Data entries
* * *

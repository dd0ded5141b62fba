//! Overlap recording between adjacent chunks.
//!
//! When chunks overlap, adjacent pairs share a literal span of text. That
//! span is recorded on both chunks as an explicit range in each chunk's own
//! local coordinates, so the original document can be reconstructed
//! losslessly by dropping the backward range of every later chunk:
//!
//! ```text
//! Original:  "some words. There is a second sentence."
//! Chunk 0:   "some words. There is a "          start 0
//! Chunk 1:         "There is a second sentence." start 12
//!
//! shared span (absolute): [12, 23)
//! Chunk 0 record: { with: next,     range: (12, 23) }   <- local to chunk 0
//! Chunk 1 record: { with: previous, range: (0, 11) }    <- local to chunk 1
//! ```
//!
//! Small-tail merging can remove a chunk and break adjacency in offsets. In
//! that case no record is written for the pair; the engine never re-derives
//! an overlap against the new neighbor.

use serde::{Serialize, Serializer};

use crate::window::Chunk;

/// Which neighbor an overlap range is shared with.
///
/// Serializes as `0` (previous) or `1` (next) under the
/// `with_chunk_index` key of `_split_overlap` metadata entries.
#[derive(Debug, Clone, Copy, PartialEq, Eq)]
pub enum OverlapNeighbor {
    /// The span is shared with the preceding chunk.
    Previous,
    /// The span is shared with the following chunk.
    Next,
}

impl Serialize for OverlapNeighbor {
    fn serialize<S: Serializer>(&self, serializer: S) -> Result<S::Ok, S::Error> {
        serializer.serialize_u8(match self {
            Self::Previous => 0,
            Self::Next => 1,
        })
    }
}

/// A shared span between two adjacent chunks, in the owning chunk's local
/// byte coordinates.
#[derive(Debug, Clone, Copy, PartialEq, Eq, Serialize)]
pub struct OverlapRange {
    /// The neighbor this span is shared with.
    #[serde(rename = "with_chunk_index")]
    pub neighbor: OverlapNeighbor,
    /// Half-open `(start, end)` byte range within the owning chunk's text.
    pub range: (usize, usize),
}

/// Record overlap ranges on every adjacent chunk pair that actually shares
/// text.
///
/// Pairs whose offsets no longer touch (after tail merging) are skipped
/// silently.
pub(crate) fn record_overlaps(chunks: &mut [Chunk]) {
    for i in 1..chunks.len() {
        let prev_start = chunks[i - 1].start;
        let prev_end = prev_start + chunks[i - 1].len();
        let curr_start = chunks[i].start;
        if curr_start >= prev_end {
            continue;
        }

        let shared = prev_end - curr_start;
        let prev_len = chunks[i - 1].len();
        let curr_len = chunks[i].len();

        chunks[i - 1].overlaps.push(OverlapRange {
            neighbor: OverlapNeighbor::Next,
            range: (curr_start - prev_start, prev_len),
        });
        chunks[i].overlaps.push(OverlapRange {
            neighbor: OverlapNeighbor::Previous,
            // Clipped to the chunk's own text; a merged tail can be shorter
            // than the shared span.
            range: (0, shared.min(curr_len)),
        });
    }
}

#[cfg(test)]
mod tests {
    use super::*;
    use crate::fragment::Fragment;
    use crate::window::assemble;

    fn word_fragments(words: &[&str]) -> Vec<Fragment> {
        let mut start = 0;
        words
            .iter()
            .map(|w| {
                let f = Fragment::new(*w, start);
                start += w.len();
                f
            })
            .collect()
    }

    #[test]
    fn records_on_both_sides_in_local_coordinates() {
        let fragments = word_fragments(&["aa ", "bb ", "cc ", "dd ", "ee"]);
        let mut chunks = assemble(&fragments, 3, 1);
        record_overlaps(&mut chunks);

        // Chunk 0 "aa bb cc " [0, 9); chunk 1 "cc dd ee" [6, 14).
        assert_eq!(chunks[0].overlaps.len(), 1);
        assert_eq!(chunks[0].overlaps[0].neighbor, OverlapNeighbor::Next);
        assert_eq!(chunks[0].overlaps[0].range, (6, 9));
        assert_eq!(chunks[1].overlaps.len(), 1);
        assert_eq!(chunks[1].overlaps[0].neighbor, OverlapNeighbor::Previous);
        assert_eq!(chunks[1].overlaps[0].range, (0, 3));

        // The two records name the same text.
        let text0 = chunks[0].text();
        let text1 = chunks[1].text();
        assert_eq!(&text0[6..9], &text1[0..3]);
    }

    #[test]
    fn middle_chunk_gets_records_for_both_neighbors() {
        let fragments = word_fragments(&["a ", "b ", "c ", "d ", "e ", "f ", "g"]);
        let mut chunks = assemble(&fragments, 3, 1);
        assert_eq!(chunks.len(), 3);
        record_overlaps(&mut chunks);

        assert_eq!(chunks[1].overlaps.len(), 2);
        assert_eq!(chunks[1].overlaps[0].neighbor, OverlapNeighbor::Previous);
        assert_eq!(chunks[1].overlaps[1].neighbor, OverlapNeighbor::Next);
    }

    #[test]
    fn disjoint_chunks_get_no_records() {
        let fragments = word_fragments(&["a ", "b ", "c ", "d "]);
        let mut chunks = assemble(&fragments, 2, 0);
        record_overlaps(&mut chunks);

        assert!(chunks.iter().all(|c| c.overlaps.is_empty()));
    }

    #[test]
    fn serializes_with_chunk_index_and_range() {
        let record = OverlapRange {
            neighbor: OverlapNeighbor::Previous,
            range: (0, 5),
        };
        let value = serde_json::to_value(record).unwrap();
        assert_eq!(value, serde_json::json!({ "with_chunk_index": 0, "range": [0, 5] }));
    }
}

* * *

WHAT YOU ARE ASKED TO DO
Using the data above, restate word for word the lines from its opening line through the line that contains "in offsets. In", and no more.

REPLY TO THE EXERCISE
repository dd0ded5141b62fba
//! Overlap recording between adjacent chunks.
//!
//! When chunks overlap, adjacent pairs share a literal span of text. That
//! span is recorded on both chunks as an explicit range in each chunk's own
//! local coordinates, so the original document can be reconstructed
//! losslessly by dropping the backward range of every later chunk:
//!
//! ```text
//! Original:  "some words. There is a second sentence."
//! Chunk 0:   "some words. There is a "          start 0
//! Chunk 1:         "There is a second sentence." start 12
//!
//! shared span (absolute): [12, 23)
//! Chunk 0 record: { with: next,     range: (12, 23) }   <- local to chunk 0
//! Chunk 1 record: { with: previous, range: (0, 11) }    <- local to chunk 1
//! ```
//!
//! Small-tail merging can remove a chunk and break adjacency in offsets. In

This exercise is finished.